We normally call changing of data in a Data Warehouse as data loading or data
refreshing.
Since the Data Warehouse is basically an integrated system it obtains data from
different sources. So data loading is an integrated process and which requires a
separate sub system. We call that system as an ETL system. ETL stands for
extracting, transforming, and loading.
So any Data Warehouse system must have an ETL process as it’s front-end. As a
result we can have a three-tier architecture of Data Warehouse.
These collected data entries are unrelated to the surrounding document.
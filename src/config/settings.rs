//! Configuration settings for ToolScout.

use serde::{Deserialize, Serialize};
use std::path::PathBuf;

/// Root configuration structure.
#[derive(Debug, Clone, Serialize, Deserialize)]
#[serde(default)]
#[derive(Default)]
pub struct Settings {
    pub general: GeneralSettings,
    pub llm: LlmSettings,
    pub youtube: YoutubeSettings,
    pub discovery: DiscoverySettings,
    pub filters: FilterSettings,
    pub server: ServerSettings,
    pub prompts: PromptSettings,
}

/// General application settings.
#[derive(Debug, Clone, Serialize, Deserialize)]
#[serde(default)]
pub struct GeneralSettings {
    /// Log level used when no -v flag is given (trace, debug, info, warn, error).
    pub log_level: String,
}

impl Default for GeneralSettings {
    fn default() -> Self {
        Self {
            log_level: "warn".to_string(),
        }
    }
}

/// Language model settings.
#[derive(Debug, Clone, Serialize, Deserialize)]
#[serde(default)]
pub struct LlmSettings {
    /// Model for keyword generation, curation and translation.
    pub model: String,
    /// Model for the conversational layer.
    pub chat_model: String,
    /// Sampling temperature for plain completions.
    pub temperature: f32,
    /// Request timeout in seconds.
    pub timeout_secs: u64,
}

impl Default for LlmSettings {
    fn default() -> Self {
        Self {
            model: "gpt-4o-mini".to_string(),
            chat_model: "gpt-4o-mini".to_string(),
            temperature: 0.3,
            timeout_secs: 300,
        }
    }
}

/// YouTube Data API settings.
#[derive(Debug, Clone, Serialize, Deserialize)]
#[serde(default)]
pub struct YoutubeSettings {
    /// YouTube Data API key. Falls back to `YOUTUBE_API_KEY`.
    pub api_key: Option<String>,
    /// API base URL.
    pub base_url: String,
    /// Maximum search results requested per keyword.
    pub max_results: u32,
    /// Duration bucket (any, short, medium, long).
    pub video_duration: String,
    /// Relevance language hint.
    pub relevance_language: String,
    /// Region hint.
    pub region_code: String,
    /// Request timeout in seconds.
    pub timeout_secs: u64,
}

impl Default for YoutubeSettings {
    fn default() -> Self {
        Self {
            api_key: None,
            base_url: "https://www.googleapis.com/youtube/v3".to_string(),
            max_results: 10,
            video_duration: "medium".to_string(),
            relevance_language: "en".to_string(),
            region_code: "US".to_string(),
            timeout_secs: 30,
        }
    }
}

impl YoutubeSettings {
    /// Resolve the API key from config or environment.
    pub fn resolve_api_key(&self) -> Option<String> {
        self.api_key
            .clone()
            .filter(|k| !k.is_empty())
            .or_else(|| std::env::var("YOUTUBE_API_KEY").ok().filter(|k| !k.is_empty()))
    }
}

/// Discovery pipeline settings.
#[derive(Debug, Clone, Serialize, Deserialize)]
#[serde(default)]
pub struct DiscoverySettings {
    /// Maximum curated tools per run (capped at 5).
    pub max_tools: usize,
    /// Number of keyword searches issued concurrently.
    pub search_batch_size: usize,
    /// Delay between search batches and between details batches.
    pub batch_delay_ms: u64,
    /// Video ids per statistics lookup (API maximum is 50).
    pub details_batch_size: usize,
    /// Character cap for cleaned descriptions.
    pub description_max_chars: usize,
    /// Default display language for translation (None = no translation).
    pub default_language: Option<String>,
}

impl Default for DiscoverySettings {
    fn default() -> Self {
        Self {
            max_tools: 5,
            search_batch_size: 3,
            batch_delay_ms: 500,
            details_batch_size: 50,
            description_max_chars: 160,
            default_language: None,
        }
    }
}

/// Heuristic filters applied to search results.
#[derive(Debug, Clone, Serialize, Deserialize)]
#[serde(default)]
pub struct FilterSettings {
    /// Title phrases that mark listicle or comparison content.
    pub deny_phrases: Vec<String>,
    /// Keywords of which at least one must appear in title or description.
    pub allow_keywords: Vec<String>,
    /// Description lines containing these are treated as promotional.
    pub promotional_phrases: Vec<String>,
}

fn owned(items: &[&str]) -> Vec<String> {
    items.iter().map(|s| s.to_string()).collect()
}

impl Default for FilterSettings {
    fn default() -> Self {
        Self {
            deny_phrases: owned(&[
                "top 10",
                "top 5",
                "top 7",
                "tools for",
                "tools of",
                "tools in",
                "tools to",
                "every developer",
                "every programmer",
                "every coder",
                "list of",
                "collection of",
                "best ai tools",
                "must have",
                "ranking",
                " vs ",
                "versus",
                "comparison",
            ]),
            allow_keywords: owned(&[
                "ai",
                "gpt",
                "neural",
                "copilot",
                "llm",
                "ml",
                "machine learning",
                "deep learning",
                "artificial intelligence",
                "assistant",
                "automation",
                "chatbot",
                "generative",
                "openai",
                "diffusion",
            ]),
            promotional_phrases: owned(&[
                "subscribe",
                "discount",
                "sign up",
                "coupon",
                "promo code",
                "use code",
                "affiliate",
                "sponsored",
                "patreon",
                "follow me",
                "link in bio",
                "like this video",
                "check out my",
                "download now",
                "click here",
                "join my",
            ]),
        }
    }
}

/// HTTP server settings.
#[derive(Debug, Clone, Serialize, Deserialize)]
#[serde(default)]
pub struct ServerSettings {
    pub host: String,
    pub port: u16,
    /// Sessions kept in memory before the least recently used is evicted.
    pub max_sessions: usize,
    /// Seconds without a request after which a session expires.
    pub session_idle_secs: u64,
}

impl Default for ServerSettings {
    fn default() -> Self {
        Self {
            host: "127.0.0.1".to_string(),
            port: 3000,
            max_sessions: 1000,
            session_idle_secs: 3600,
        }
    }
}

/// Prompt customization settings.
#[derive(Debug, Clone, Serialize, Deserialize)]
#[serde(default)]
#[derive(Default)]
pub struct PromptSettings {
    /// Directory for custom prompts (overrides defaults).
    pub custom_dir: Option<String>,
    /// Custom variables available in all prompts as {{variable_name}}.
    pub variables: std::collections::HashMap<String, String>,
}

impl Settings {
    /// Load settings from the default configuration file.
    pub fn load() -> crate::error::Result<Self> {
        Self::load_from(None)
    }

    /// Load settings from a specific path, or default location if None.
    pub fn load_from(path: Option<&PathBuf>) -> crate::error::Result<Self> {
        let config_path = match path {
            Some(p) => p.clone(),
            None => Self::default_config_path(),
        };

        if config_path.exists() {
            let content = std::fs::read_to_string(&config_path)?;
            let settings: Settings = toml::from_str(&content)?;
            Ok(settings)
        } else {
            Ok(Settings::default())
        }
    }

    /// Save settings to a specific path.
    pub fn save_to(&self, path: &PathBuf) -> crate::error::Result<()> {
        if let Some(parent) = path.parent() {
            std::fs::create_dir_all(parent)?;
        }
        let content = toml::to_string_pretty(self)
            .map_err(|e| crate::error::ScoutError::Config(e.to_string()))?;
        std::fs::write(path, content)?;
        Ok(())
    }

    /// Get the default configuration file path.
    pub fn default_config_path() -> PathBuf {
        dirs::config_dir()
            .unwrap_or_else(|| PathBuf::from("."))
            .join("toolscout")
            .join("config.toml")
    }

    /// Expand shell variables in paths (e.g., ~).
    pub fn expand_path(path: &str) -> PathBuf {
        PathBuf::from(shellexpand::tilde(path).to_string())
    }

    /// Effective tool cap, never above five.
    pub fn max_tools(&self) -> usize {
        self.discovery.max_tools.clamp(1, 5)
    }
}

#[cfg(test)]
mod tests {
    use super::*;

    #[test]
    fn test_defaults() {
        let settings = Settings::default();
        assert_eq!(settings.discovery.search_batch_size, 3);
        assert_eq!(settings.discovery.details_batch_size, 50);
        assert!(settings.filters.deny_phrases.contains(&"top 10".to_string()));
        assert_eq!(settings.max_tools(), 5);
    }

    #[test]
    fn test_max_tools_is_capped() {
        let mut settings = Settings::default();
        settings.discovery.max_tools = 12;
        assert_eq!(settings.max_tools(), 5);
        settings.discovery.max_tools = 0;
        assert_eq!(settings.max_tools(), 1);
    }

    #[test]
    fn test_partial_toml_keeps_defaults() {
        let settings: Settings = toml::from_str(
            r#"
[discovery]
batch_delay_ms = 0

[youtube]
region_code = "NO"
"#,
        )
        .unwrap();
        assert_eq!(settings.discovery.batch_delay_ms, 0);
        assert_eq!(settings.discovery.search_batch_size, 3);
        assert_eq!(settings.youtube.region_code, "NO");
        assert_eq!(settings.youtube.max_results, 10);
    }

    #[test]
    fn test_save_and_load_roundtrip() {
        let dir = tempfile::tempdir().unwrap();
        let path = dir.path().join("nested").join("config.toml");

        let mut settings = Settings::default();
        settings.server.port = 8088;
        settings.discovery.default_language = Some("Norwegian".to_string());
        settings.save_to(&path).unwrap();

        let loaded = Settings::load_from(Some(&path)).unwrap();
        assert_eq!(loaded.server.port, 8088);
        assert_eq!(loaded.discovery.default_language.as_deref(), Some("Norwegian"));
    }

    #[test]
    fn test_missing_file_yields_defaults() {
        let dir = tempfile::tempdir().unwrap();
        let loaded = Settings::load_from(Some(&dir.path().join("absent.toml"))).unwrap();
        assert_eq!(loaded.server.host, "127.0.0.1");
    }
}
• First level is an ETL process, the next level is Data Warehouse server,
• The next level is the OLAP engine
• The final tier contains Data Mining, Visualization and Report Generation.
The ETL process is not the part of three-tier architecture in the sense that this is a
front end to the Data Warehouse.
So tier-I should be Data Warehouse server, tier-II is OLAP engine and tier-III is
where the user interacts with the whole Data Warehouse as Data Mining,
Visualization, and Reporting systems.
Essentially, I have outlined all major aspects of the Data Warehousing process.
Conclusion
We have seen that Data Warehousing is an essential concept that is required for data
integration for easy access of data
for managerial decisions and for analytical processing and for the data that is
required for the knowledge workers. We have also understood different components
of data warehousing such as Data Marting, OLAP operations, Dimensional modeling
etc., so in the subsequent lessons each of these concepts will be elaborated in detail.